> [Work required]: Go through the data underneath and report how many lines hold the string "each", giving only the number.

> [Source records]:
++++++++

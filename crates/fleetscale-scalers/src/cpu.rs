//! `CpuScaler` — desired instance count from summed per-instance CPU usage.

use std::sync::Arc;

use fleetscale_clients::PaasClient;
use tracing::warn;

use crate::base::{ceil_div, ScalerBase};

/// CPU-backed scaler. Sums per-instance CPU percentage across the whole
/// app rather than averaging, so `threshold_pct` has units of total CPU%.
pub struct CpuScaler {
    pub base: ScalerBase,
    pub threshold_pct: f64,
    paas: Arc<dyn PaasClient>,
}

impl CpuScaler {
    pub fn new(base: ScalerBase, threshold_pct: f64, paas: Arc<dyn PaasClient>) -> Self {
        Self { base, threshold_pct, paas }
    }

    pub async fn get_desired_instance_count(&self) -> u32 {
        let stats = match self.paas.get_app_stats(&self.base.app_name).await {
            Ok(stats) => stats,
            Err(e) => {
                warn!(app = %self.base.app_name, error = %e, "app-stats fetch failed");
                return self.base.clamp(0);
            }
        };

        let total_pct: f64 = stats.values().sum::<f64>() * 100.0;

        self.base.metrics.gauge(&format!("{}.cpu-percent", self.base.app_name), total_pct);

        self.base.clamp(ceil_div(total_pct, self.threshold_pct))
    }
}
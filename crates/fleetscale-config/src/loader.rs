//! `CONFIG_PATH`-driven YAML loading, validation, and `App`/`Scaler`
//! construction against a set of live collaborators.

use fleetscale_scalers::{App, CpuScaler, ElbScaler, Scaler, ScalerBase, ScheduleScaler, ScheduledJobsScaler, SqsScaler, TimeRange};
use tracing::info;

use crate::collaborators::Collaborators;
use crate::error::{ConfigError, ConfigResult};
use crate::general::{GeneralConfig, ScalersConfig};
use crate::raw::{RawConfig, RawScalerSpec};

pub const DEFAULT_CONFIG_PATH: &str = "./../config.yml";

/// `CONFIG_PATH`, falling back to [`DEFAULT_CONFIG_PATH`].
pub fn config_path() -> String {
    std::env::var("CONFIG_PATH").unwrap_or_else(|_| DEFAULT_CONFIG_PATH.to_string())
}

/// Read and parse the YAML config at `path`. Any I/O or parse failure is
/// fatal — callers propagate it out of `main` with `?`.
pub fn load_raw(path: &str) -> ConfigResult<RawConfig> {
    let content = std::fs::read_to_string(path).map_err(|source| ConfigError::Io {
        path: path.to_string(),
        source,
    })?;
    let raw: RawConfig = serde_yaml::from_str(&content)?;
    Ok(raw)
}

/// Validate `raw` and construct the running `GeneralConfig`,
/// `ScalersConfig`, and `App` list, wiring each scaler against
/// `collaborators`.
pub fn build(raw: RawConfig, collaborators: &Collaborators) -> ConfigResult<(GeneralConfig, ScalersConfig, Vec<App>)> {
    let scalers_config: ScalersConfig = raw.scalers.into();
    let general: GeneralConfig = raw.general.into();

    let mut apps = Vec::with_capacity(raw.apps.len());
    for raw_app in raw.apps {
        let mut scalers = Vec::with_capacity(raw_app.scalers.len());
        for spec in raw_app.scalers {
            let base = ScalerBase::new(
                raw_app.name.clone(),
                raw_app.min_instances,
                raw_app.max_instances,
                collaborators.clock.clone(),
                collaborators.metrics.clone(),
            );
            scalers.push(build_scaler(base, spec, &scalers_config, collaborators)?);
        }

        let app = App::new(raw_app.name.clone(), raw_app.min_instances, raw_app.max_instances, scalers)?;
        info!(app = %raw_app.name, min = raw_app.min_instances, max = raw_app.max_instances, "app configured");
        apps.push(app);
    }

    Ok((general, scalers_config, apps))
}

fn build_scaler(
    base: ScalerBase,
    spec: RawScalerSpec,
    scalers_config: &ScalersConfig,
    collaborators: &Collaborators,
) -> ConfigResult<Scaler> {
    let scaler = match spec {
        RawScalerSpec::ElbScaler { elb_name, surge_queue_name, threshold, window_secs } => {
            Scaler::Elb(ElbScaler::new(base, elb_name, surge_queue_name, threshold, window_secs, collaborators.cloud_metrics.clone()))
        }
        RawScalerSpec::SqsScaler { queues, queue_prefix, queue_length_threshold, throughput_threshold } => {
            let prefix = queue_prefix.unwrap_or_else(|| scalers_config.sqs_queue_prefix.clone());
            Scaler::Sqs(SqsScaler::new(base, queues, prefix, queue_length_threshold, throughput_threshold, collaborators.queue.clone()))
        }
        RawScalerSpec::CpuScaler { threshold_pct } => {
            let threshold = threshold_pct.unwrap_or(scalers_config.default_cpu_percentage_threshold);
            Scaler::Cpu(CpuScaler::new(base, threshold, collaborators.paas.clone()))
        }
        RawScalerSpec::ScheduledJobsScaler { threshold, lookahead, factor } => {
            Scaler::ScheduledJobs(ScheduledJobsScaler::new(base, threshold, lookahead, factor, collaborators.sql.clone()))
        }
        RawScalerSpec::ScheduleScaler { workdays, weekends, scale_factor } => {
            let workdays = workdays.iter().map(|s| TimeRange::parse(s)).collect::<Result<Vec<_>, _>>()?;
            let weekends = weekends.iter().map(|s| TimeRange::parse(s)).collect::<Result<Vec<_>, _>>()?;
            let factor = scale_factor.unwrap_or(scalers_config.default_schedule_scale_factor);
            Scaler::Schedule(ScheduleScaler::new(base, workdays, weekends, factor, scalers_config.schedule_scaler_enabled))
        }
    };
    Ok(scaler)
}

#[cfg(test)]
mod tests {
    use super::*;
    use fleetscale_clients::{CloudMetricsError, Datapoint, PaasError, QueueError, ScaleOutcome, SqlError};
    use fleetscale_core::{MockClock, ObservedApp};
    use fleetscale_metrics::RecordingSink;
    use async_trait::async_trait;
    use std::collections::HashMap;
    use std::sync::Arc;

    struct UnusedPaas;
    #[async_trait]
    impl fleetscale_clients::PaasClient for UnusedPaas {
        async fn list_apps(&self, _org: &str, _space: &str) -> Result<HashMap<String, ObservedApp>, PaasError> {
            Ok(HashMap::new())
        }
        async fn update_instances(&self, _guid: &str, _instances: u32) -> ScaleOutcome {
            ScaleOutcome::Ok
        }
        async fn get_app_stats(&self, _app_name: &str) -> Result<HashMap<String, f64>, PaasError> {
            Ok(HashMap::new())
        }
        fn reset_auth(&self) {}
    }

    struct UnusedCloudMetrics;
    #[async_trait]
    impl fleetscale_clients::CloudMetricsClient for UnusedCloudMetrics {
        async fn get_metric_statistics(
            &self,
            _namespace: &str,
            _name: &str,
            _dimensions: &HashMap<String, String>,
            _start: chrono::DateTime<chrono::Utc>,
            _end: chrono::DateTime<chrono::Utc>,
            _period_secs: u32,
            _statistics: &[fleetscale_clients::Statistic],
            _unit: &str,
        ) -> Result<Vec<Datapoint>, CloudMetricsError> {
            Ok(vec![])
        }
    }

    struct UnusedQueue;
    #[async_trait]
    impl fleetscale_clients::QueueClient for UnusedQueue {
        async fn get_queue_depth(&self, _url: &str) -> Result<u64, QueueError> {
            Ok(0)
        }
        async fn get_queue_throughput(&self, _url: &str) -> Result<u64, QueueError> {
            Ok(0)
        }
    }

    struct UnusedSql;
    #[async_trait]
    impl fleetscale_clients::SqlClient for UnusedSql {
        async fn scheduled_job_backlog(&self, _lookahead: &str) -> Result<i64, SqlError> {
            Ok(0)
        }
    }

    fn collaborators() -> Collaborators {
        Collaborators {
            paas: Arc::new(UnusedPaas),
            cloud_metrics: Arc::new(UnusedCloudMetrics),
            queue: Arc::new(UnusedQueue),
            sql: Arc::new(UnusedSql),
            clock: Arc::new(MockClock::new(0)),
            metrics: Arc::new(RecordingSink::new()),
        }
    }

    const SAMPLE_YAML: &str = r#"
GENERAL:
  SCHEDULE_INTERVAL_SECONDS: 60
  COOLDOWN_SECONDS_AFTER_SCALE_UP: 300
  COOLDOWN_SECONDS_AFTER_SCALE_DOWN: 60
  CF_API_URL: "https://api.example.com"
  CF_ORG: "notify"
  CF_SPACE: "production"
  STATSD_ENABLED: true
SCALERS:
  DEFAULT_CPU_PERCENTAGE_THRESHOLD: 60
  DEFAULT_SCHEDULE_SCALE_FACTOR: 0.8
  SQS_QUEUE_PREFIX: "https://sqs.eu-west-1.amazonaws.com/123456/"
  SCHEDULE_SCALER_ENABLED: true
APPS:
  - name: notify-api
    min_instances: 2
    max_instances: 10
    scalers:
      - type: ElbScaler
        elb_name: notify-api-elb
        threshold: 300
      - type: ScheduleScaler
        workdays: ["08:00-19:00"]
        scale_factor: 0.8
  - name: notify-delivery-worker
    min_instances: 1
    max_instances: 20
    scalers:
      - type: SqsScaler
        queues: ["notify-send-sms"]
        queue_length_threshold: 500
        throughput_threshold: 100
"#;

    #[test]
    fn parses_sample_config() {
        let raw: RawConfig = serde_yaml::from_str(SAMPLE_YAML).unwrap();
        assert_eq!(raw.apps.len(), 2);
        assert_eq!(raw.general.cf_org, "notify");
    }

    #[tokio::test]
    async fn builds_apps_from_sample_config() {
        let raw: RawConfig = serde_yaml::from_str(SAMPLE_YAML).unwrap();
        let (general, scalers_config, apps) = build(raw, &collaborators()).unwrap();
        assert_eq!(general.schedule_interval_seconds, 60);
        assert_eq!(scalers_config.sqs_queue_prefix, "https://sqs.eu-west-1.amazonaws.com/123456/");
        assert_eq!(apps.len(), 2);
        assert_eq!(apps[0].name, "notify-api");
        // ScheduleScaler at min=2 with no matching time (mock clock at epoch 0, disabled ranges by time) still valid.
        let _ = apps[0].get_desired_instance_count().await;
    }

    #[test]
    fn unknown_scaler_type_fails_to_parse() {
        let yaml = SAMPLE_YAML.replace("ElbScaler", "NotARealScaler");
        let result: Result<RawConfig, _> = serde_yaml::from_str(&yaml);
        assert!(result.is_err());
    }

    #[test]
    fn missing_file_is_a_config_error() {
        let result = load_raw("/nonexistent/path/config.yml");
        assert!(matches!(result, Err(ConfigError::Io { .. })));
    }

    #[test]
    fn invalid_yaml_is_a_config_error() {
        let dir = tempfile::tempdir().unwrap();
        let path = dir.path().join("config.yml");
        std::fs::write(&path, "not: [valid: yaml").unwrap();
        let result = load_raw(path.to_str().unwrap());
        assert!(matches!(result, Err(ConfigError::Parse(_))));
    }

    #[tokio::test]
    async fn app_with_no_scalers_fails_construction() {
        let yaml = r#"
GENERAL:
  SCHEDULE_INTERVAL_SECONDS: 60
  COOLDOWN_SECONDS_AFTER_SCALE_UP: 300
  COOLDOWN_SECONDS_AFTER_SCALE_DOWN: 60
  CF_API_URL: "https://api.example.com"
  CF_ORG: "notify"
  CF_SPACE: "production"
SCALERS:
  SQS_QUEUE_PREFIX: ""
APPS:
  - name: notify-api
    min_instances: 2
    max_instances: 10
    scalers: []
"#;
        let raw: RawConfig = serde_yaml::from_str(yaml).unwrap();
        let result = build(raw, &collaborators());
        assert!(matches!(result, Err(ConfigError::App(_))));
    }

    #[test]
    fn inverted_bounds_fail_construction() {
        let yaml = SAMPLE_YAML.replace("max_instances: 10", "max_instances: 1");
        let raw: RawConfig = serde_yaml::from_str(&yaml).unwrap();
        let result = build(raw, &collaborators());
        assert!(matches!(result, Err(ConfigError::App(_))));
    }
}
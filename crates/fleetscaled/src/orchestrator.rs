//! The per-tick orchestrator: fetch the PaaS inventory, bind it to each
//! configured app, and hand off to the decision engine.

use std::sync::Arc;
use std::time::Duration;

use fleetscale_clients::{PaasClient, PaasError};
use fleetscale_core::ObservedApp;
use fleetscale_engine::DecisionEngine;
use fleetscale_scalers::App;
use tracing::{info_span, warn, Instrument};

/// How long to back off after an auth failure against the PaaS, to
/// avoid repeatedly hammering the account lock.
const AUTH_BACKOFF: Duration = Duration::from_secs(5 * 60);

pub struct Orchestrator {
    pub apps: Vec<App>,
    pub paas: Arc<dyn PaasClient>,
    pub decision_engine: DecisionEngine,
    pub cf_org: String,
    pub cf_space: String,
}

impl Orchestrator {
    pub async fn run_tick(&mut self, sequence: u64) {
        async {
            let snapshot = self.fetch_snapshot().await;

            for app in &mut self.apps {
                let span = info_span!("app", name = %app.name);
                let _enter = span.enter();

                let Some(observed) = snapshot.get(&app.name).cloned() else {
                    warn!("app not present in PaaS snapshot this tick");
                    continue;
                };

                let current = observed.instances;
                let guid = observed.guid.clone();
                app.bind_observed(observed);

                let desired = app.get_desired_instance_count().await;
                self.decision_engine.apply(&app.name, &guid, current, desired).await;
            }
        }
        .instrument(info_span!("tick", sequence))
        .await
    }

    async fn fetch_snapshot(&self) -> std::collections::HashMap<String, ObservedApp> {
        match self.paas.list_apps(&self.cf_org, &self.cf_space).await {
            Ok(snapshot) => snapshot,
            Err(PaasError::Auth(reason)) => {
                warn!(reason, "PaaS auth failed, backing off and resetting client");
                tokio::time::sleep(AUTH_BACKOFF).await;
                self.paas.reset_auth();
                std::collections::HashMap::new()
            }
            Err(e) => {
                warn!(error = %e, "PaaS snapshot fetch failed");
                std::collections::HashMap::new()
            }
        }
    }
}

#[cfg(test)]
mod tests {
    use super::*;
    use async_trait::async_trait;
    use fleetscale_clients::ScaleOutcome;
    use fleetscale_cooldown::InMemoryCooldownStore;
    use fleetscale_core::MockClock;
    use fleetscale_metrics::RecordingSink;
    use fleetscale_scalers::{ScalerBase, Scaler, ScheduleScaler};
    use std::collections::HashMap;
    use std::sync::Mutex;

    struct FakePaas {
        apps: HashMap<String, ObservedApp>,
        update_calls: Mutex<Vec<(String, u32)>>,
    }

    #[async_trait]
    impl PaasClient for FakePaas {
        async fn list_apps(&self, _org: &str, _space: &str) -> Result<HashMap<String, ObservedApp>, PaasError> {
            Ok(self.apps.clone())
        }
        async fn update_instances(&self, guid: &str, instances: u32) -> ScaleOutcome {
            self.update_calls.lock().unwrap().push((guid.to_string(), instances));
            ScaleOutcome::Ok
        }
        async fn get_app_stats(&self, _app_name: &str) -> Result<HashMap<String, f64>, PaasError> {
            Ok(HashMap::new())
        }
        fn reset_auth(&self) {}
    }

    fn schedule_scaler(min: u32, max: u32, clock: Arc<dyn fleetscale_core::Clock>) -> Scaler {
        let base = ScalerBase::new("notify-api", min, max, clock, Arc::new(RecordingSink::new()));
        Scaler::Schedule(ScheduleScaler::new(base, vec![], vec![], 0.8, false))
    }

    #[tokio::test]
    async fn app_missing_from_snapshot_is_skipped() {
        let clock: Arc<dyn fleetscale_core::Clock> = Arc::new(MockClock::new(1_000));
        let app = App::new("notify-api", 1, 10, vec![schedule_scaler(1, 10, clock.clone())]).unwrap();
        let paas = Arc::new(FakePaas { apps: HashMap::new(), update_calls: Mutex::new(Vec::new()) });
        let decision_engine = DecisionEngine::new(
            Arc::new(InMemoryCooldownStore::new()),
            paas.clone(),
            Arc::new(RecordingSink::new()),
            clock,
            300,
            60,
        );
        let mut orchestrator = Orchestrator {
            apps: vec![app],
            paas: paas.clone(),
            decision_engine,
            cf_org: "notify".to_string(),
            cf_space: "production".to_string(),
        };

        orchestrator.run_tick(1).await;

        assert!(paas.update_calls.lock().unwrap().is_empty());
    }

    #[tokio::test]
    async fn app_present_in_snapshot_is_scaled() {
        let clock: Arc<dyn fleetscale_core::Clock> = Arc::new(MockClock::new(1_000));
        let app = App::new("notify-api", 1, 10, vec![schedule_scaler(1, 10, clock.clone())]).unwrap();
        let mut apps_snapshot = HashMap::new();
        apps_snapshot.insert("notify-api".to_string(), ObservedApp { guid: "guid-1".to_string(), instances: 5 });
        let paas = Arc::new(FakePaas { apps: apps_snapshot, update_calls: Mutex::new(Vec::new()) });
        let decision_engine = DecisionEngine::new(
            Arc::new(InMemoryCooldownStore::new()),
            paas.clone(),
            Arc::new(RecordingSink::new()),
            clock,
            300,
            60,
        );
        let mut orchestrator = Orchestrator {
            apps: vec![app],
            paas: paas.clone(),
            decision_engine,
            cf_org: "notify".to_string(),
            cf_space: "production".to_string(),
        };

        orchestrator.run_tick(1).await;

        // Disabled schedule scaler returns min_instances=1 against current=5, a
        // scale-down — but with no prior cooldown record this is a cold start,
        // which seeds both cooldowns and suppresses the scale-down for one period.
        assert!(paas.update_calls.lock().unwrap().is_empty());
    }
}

++++++++

> [Solution for this exercise]: 2